The U.S. Department of Health and Human Services (HHS), Office of the Inspector General (OIG) is established to protect HHS programs and their recipients. The OIG aims to find and prevent fraud and abuse within HHS programs and can exclude certain individuals or healthcare organizations from providing services under federally funded healthcare programs.
Healthcare providers that arrange or contract with excluded individuals can be subject to a wide range of serious consequences. Thus, they need to take the necessary steps to protect their organizations and prevent OIG exclusions from federal healthcare programs.
What Are OIG Exclusions from Federal Healthcare Programs?
An OIG exclusion is a remedial punishment that prohibits an individual or entity from being reimbursed by or participating in federal healthcare programs. The OIG has sole authority when deciding to exclude individuals or entities, and can do so under a number of mandatory and discretionary circumstances.
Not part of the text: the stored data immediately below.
//! Validation and bookkeeping around admission.

use std::sync::Arc;
use std::time::Duration;

use stowage_foundation::StorageSystem;
use stowage_kernel::config::load_config;
use stowage_kernel::{ComponentId, DeviceId, StorageConfig, TransferError};
use stowage_testing::{
    PrepareGate, RecordingTransfer, assert_transfer_complete, spawn_transfer, storage,
};

const PATIENCE: Duration = Duration::from_secs(10);

fn dev(id: u64) -> DeviceId {
    DeviceId::new(id)
}

fn comp(id: u64) -> ComponentId {
    ComponentId::new(id)
}

#[test]
fn rejections_leave_state_unchanged() {
    let system = storage(&[(1, 1), (2, 1)], &[(101, 1), (102, 2)]);
    let before = system.snapshot();

    let err = system.execute(&RecordingTransfer::remove(101, 2)).unwrap_err();
    assert_eq!(
        err,
        TransferError::ComponentNotResident {
            component: comp(101),
            device: dev(2),
        }
    );

    let err = system.execute(&RecordingTransfer::add(102, 1)).unwrap_err();
    assert_eq!(
        err,
        TransferError::ComponentAlreadyPlaced {
            component: comp(102),
            device: dev(2),
        }
    );

    let err = system.execute(&RecordingTransfer::new(5, None, None)).unwrap_err();
    assert_eq!(err, TransferError::MalformedTransfer(comp(5)));

    let err = system.execute(&RecordingTransfer::add(5, 9)).unwrap_err();
    assert_eq!(err, TransferError::UnknownDevice(dev(9)));

    let err = system.execute(&RecordingTransfer::relocate(102, 2, 2)).unwrap_err();
    assert!(matches!(err, TransferError::ComponentDoesNotNeedTransfer { .. }));

    assert_eq!(system.snapshot(), before);
    let metrics = system.metrics().snapshot();
    assert_eq!((metrics.admitted, metrics.rejected), (0, 5));
}

#[test]
fn second_request_for_busy_component_is_rejected() {
    let system = storage(&[(1, 1), (2, 1)], &[(101, 1)]);
    let gate = PrepareGate::new();
    let stalled = Arc::new(RecordingTransfer::relocate(101, 1, 2).with_gate(&gate));

    let handle = spawn_transfer(&system, &stalled);
    assert_eq!(gate.wait_entered(PATIENCE), Some(comp(101)));
    assert_eq!(system.snapshot().in_flight, vec![comp(101)]);

    let second = RecordingTransfer::remove(101, 1);
    assert_eq!(
        system.execute(&second).unwrap_err(),
        TransferError::ComponentBeingOperatedOn(comp(101))
    );
    assert_eq!(second.prepare_count(), 0);

    gate.open();
    handle.join(PATIENCE).unwrap();
    assert_transfer_complete!(stalled);

    // Once committed the component is free to move again.
    system.execute(&RecordingTransfer::relocate(101, 2, 1)).unwrap();
    assert_eq!(system.snapshot().location(comp(101)), Some(dev(1)));
}

#[test]
fn churn_returns_devices_to_original_occupancy() {
    let system = storage(&[(1, 4), (2, 4)], &[(1, 1)]);
    let before = system.snapshot();
    let ids: Vec<u64> = (500..506).collect();

    let adds: Vec<_> = ids
        .iter()
        .map(|&id| Arc::new(RecordingTransfer::add(id, 1 + id % 2)))
        .collect();
    let handles: Vec<_> = adds.iter().map(|t| spawn_transfer(&system, t)).collect();
    for handle in handles {
        handle.join(PATIENCE).unwrap();
    }
    assert_eq!(system.snapshot().placement.len(), 1 + ids.len());

    let removes: Vec<_> = ids
        .iter()
        .map(|&id| Arc::new(RecordingTransfer::remove(id, 1 + id % 2)))
        .collect();
    let handles: Vec<_> = removes.iter().map(|t| spawn_transfer(&system, t)).collect();
    for handle in handles {
        handle.join(PATIENCE).unwrap();
    }

    for transfer in adds.iter().chain(&removes) {
        assert_transfer_complete!(transfer);
    }
    let after = system.snapshot();
    assert_eq!(after, before);
    assert!(ids.iter().all(|&id| after.location(comp(id)).is_none()));
}

#[test]
fn engine_built_from_config_file() {
    let dir = tempfile::TempDir::new().unwrap();
    let path = dir.path().join("storage.yaml");
    std::fs::write(
        &path,
        r#"
devices:
  - id: 1
    capacity: 1
  - id: 2
    capacity: 1
components:
  - id: 101
    device: 1
  - id: 102
    device: 2
tuning:
  starvation_warn_threshold: 2
"#,
    )
    .unwrap();

    let config: StorageConfig = load_config(path.to_str().unwrap()).unwrap();
    let system = Arc::new(StorageSystem::from_config(&config).unwrap());

    let a = Arc::new(RecordingTransfer::relocate(101, 1, 2));
    let b = Arc::new(RecordingTransfer::relocate(102, 2, 1));
    let handles = [spawn_transfer(&system, &a), spawn_transfer(&system, &b)];
    for handle in handles {
        handle.join(PATIENCE).unwrap();
    }
    assert_eq!(system.snapshot().location(comp(101)), Some(dev(2)));
}

#[test]
fn invalid_config_is_rejected_at_construction() {
    let config = StorageConfig::new()
        .with_device(1, 1)
        .with_component(101, 1)
        .with_component(102, 1);
    assert!(StorageSystem::from_config(&config).is_err());
}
OIG exclusions from federal healthcare programs can happen for a variety of reasons, including:
- Medicare or Medicaid fraud,
- Offenses related to the delivery of items or services under Medicare, Medicaid, State Children’s Health Insurance Program (CHIP), or other state healthcare programs,
- Patient neglect or abuse,
- Felony convictions for other healthcare-related fraud, theft, or other financial misconduct,
- Felony convictions relating to unlawful manufacture, distribution, prescription, or dispensing of controlled substances,
- Misdemeanor convictions related to healthcare fraud other than Medicare or a state health program,
- Fraud in a program funded by any federal, state, or local government agency,
- Misdemeanor convictions relating to the illegal manufacture, distribution, prescription, or dispensing of controlled substances,
- Suspension, revocation, or surrender of a health care license for reasons bearing on professional competence, professional performance or financial integrity,
- Provision of unnecessary or substandard services,
- Submission of false or fraudulent claims to a federal healthcare program,
- Engaging in illegal kickback arrangements,
- Defaulting on a health education loan or scholarship obligations, and
- Controlling a sanctioned entity as an owner, officer, or managing employee.
Some of these reasons lead to mandatory exclusions, where the OIG is required by law to exclude the individual or entity from federal healthcare participation. Others, known as permissive exclusions, can be made at the discretion of OIG.Use this detailed guide on exclusion screening to help your healthcare organization avoid costly penalties and streamline compliance.
Consequences of OIG Exclusions from Federal Healthcare Programs – Payment Prohibition and Civil Monetary Penalties
The principal consequence of OIG exclusions from federal healthcare programs is that payment is prohibited for items or services that an excluded individual or entity provides, orders, or prescribes. This payment prohibition extends to anyone who chooses to employ or contract with an excluded individual or entity. Furthermore, payment of an excluded individual’s salary, fringe benefits, or expenses, directly linked to federal healthcare program funds, is also prohibited.
Healthcare providers who violate this prohibition are required to pay back all federal health care program funds inappropriately received and may also be subject to civil monetary penalties. Civil Monetary Penalties apply to any individual who provides, orders, or prescribes items, or services while excluded and may also be enforced against healthcare providers that employ or contract with excluded individuals or entities. Civil Monetary Penalties can reach up to $10,000 for each item or service furnished by the excluded individual or entity, plus three times the amount claimed for that item or service.
There are situations in which a healthcare provider who receives federal healthcare program funds may employ or contract with an excluded individual. This happens when the healthcare provider is able to:
- pay the excluded individual or entity exclusively with private funds,
- pay the excluded individual or entity from other non-federal payment sources, or
- the services provided by the excluded individual or entity, relate only to non-federal healthcare program patients.
Taking Precautions to Avoid OIG Exclusions
Employing or contracting with an excluded individual or entity can hold serious risks, in both money and reputation, for an organization and the patients they serve. Therefore, healthcare organizations should make OIG exclusions part of their screening of all candidates, new hires, and current employees.
Since the OIG maintains a list of excluded individuals and entities (LEIE), healthcare providers can determine if current or future employees are excluded by searching the list and ensure liability is averted. However, to effectively prevent OIG exclusions from federal healthcare programs, healthcare organizations should conduct regular exclusion checks before and after an employee has been hired. Since the LEIE is updated monthly, the OIG recommends conducting exclusion screening with the same frequency to minimize risk.
While screening the OIG exclusion list is important, an advanced exclusion screening solution can streamline this process and identify individuals who have been excluded, terminated, sanctioned, or debarred from the various federal and state programs. Thus, healthcare organizations improve the accuracy and speed of the process and ensure accurate screening and reporting results. As a result, they can prevent OIG exclusions from federal healthcare programs, protect their reputation, preserve patient safety, and ensure compliance with federal guidelines.